One thing that all this ignores, however, is that many of the targets who disagree aren’t doing so because scientists aren’t putting forth a compelling argument. They made up their minds long ago — facts aren’t going to sway them, but neither is a smooth talker with a pretty face. I think that you have to recognize that there are people who will never be convinced — there is no strategy that will work. They are not interested in the facts, or in honest debate, and if what you have to say disagrees with Glenn Beck or Rush Limbaugh, you’re just flat out of luck. Confirmation bias is real.

More Sports and Science

The sports reported as science bit has made its way around, and I while I was thinking of things to perhaps improve the analogies, it occurred to me that the whole part about “people don’t understand that jargon, can you dumb it down?” can be recast as “science is like a sport you’ve never seen before.”

If you’ve never seen a particular activity, and your only option was to watch (i.e. there’s nobody to explain it to you), how would you figure out the rules? You’d observe and look for patterns. You’d take note of repeated actions to see that they are consistent: player uses foot or head to hit the ball. You also may notice that some things don’t happen: hand touching the ball stops play. But then there are exceptions: doesn’t apply to the guy with the big gloves. He seems to be the only one who can handle the ball, and he wears a different colored jersey . Or, with baseball: if the ball touches the ground, the players seem to react differently than when it is hit in the air.

With repeated observation, you can guess at some of the rules. You can build a model and start to predict what would happen under certain conditions to see if your guess at the rules is correct.
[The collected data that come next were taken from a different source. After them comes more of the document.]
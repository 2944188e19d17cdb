use actix_web::{
    get, post,
    web::{Json, Query},
    HttpResponse,
};
use rust_decimal::Decimal;
use rust_decimal_macros::dec;
use serde::Deserialize;
use serde_json::json;
use std::sync::Arc;
use std::time::Duration;
use tokio::sync::mpsc;
use tokio::time::timeout;
use uuid::Uuid;
use xerror::api::*;

use models::tokens::Token;
use msgs::api::{Api, DeployTokenRequest, GetTokenBalance};
use msgs::Message;

use crate::comms::Envelope;
use crate::jwt::*;
use crate::{WebDbPool, WebSender, WebStatsCache};

#[get("/tokens")]
pub async fn get_tokens(pool: WebDbPool, _auth_data: AuthData) -> Result<HttpResponse, ApiError> {
    let conn = pool.get().map_err(|_| ApiError::Db(DbError::DbConnectionError))?;

    let tokens = Token::get_active(&conn).map_err(|_| ApiError::Db(DbError::CouldNotFetchData))?;

    Ok(HttpResponse::Ok().json(&tokens))
}

#[derive(Deserialize)]
pub struct CreateTokenData {
    pub name: String,
    pub symbol: String,
    pub supply: Decimal,
}

#[post("/tokens")]
pub async fn create_token(
    auth_data: AuthData,
    web_sender: WebSender,
    stats_cache: WebStatsCache,
    token_data: Json<CreateTokenData>,
) -> Result<HttpResponse, ApiError> {
    let req_id = Uuid::new_v4();

    let uid = auth_data.uid as u64;

    if token_data.name.trim().is_empty() || token_data.symbol.trim().is_empty() {
        return Err(ApiError::Request(RequestError::MissingField));
    }

    if token_data.supply <= dec!(0) {
        return Err(ApiError::Request(RequestError::InvalidAmount));
    }

    let deploy_token = DeployTokenRequest {
        req_id,
        uid,
        name: token_data.name.clone(),
        symbol: token_data.symbol.clone(),
        supply: token_data.supply,
    };

    let response_filter: Box<dyn Send + Fn(&Message) -> bool> = Box::new(
        move |message| matches!(message, Message::Api(Api::DeployTokenResponse(response)) if response.req_id == req_id),
    );

    let (response_tx, mut response_rx) = mpsc::channel(1);

    let message = Message::Api(Api::DeployTokenRequest(deploy_token));

    Arc::make_mut(&mut web_sender.into_inner())
        .send(Envelope {
            message,
            response_tx: Some(response_tx),
            response_filter: Some(response_filter),
        })
        .await
        .map_err(|_| ApiError::Comms(CommsError::FailedToSendMessage))?;

    if let Ok(Some(Ok(Message::Api(Api::DeployTokenResponse(response))))) =
        timeout(Duration::from_secs(5), response_rx.recv()).await
    {
        if response.error.is_none() {
            stats_cache.write().await.invalidate();
        }
        return Ok(HttpResponse::Ok().json(&response));
    }
    Ok(HttpResponse::InternalServerError().json(json!({"status": "timeout"})))
}

#[derive(Deserialize, Debug)]
pub struct TokenBalanceParams {
    pub contract_address: Option<String>,
    pub address: String,
}

#[get("/tokens/balance")]
pub async fn get_token_balance(
    auth_data: AuthData,
    web_sender: WebSender,
    query: Query<TokenBalanceParams>,
) -> Result<HttpResponse, ApiError> {
    let req_id = Uuid::new_v4();

    let uid = auth_data.uid as u64;

    if query.address.trim().is_empty() {
        return Err(ApiError::Request(RequestError::MissingField));
    }

    let get_balance = GetTokenBalance {
        req_id,
        uid,
        contract_address: query.contract_address.clone(),
        address: query.address.clone(),
    };

    let response_filter: Box<dyn Send + Fn(&Message) -> bool> = Box::new(
        move |message| matches!(message, Message::Api(Api::TokenBalance(balance)) if balance.req_id == req_id),
    );

    let (response_tx, mut response_rx) = mpsc::channel(1);

    let message = Message::Api(Api::GetTokenBalance(get_balance));

    Arc::make_mut(&mut web_sender.into_inner())
        .send(Envelope {
            message,
            response_tx: Some(response_tx),
            response_filter: Some(response_filter),
        })
        .await
        .map_err(|_| ApiError::Comms(CommsError::FailedToSendMessage))?;

    if let Ok(Some(Ok(Message::Api(Api::TokenBalance(balance))))) =
        timeout(Duration::from_secs(5), response_rx.recv()).await
    {
        return Ok(HttpResponse::Ok().json(&balance));
    }
    Ok(HttpResponse::InternalServerError().json(json!({"status": "timeout"})))
}

#[cfg(test)]
mod tests {
    use super::*;
    use crate::LedgerStatsCache;
    use actix_web::http::StatusCode;
    use actix_web::{test, web::Data, App};
    use tokio::sync::RwLock;

    #[actix_web::test]
    async fn mutations_fail_with_401_before_reaching_the_treasury() {
        std::env::set_var("SECRET_KEY", "MYSECRET");

        let (tx, mut rx) = mpsc::channel::<Envelope>(8);
        let stats_cache = Arc::new(RwLock::new(LedgerStatsCache::default()));

        let app = test::init_service(
            App::new()
                .app_data(Data::new(tx))
                .app_data(Data::new(stats_cache))
                .service(create_token),
        )
        .await;

        let body = json!({"name": "AidCoin", "symbol": "AID", "supply": "1000"});

        let req = test::TestRequest::post().uri("/tokens").set_json(&body).to_request();
        let resp = test::call_service(&app, req).await;
        assert_eq!(resp.status(), StatusCode::UNAUTHORIZED);

        let req = test::TestRequest::post()
            .uri("/tokens")
            .insert_header(("authorization", "not-a-jwt"))
            .set_json(&body)
            .to_request();
        let resp = test::call_service(&app, req).await;
        assert_eq!(resp.status(), StatusCode::UNAUTHORIZED);

        // Neither request may put an envelope on the treasury channel.
        assert!(rx.try_recv().is_err());
    }
}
If it doesn’t, you have to know if there was something different about the circumstances to know if this is an exception or you were just plain wrong. Some of the more obscure rules take a lot of watching to uncover, and will look like anomalies at first. How many baseball games would you have to watch to see the infield fly rule invoked, and how many time would you have to see it before you could figure out the specific conditions under which it applies?

Observational science is just like this. At least part of astronomy, geology and paleontology, and perhaps others, rely solely on the ability to make repeated observations and figure out laws from the patterns of what does and doesn’t happen.

At the next level, you can also infer behavior that is due to strategy, which is based on the rules but not strictly part of it. There’s no rule in baseball that says the first baseman must hold a runner on, but the ability to take a lead and steal a base dictates this action. Much like the elliptical orbits plants being a derived behavior, based on the more fundamental rule of gravity being an inverse-square law. The orbits were noticed first, though, and the underlying rule was deduced later.

Just a Bit Outside

If sports got reported like science..

HOST: In sports news, Chelsea manager Carlo Ancelotti today heavily criticised a controversial offside decision which denied Didier Drogba a late equaliser, leaving Chelsea with a 1-all draw against Sunderland.
INTERCOM: Wait. Hold it. What was all that sports jargon?
HOST: It’s just what’s in the script. All I did was read it – I’ve got no idea what it’s really on about.
INTERCOM: Nobody without a PhD in football’s going to understand that. Who wrote this crap? It’s elitist rubbish, people will just turn off when they hear it. “Late equaliser”? “Offside”? We’ve got to get this rewritten so it’s more accessible.

They need to work in how the early goal by Sunderland violated or has rewritten some rule, except that it didn’t, in order to parallel all of those science stories that claim that relativity has been violated or evolutionary theory has been upset by some discovery, only to find that (of course) nothing of the sort actually happened.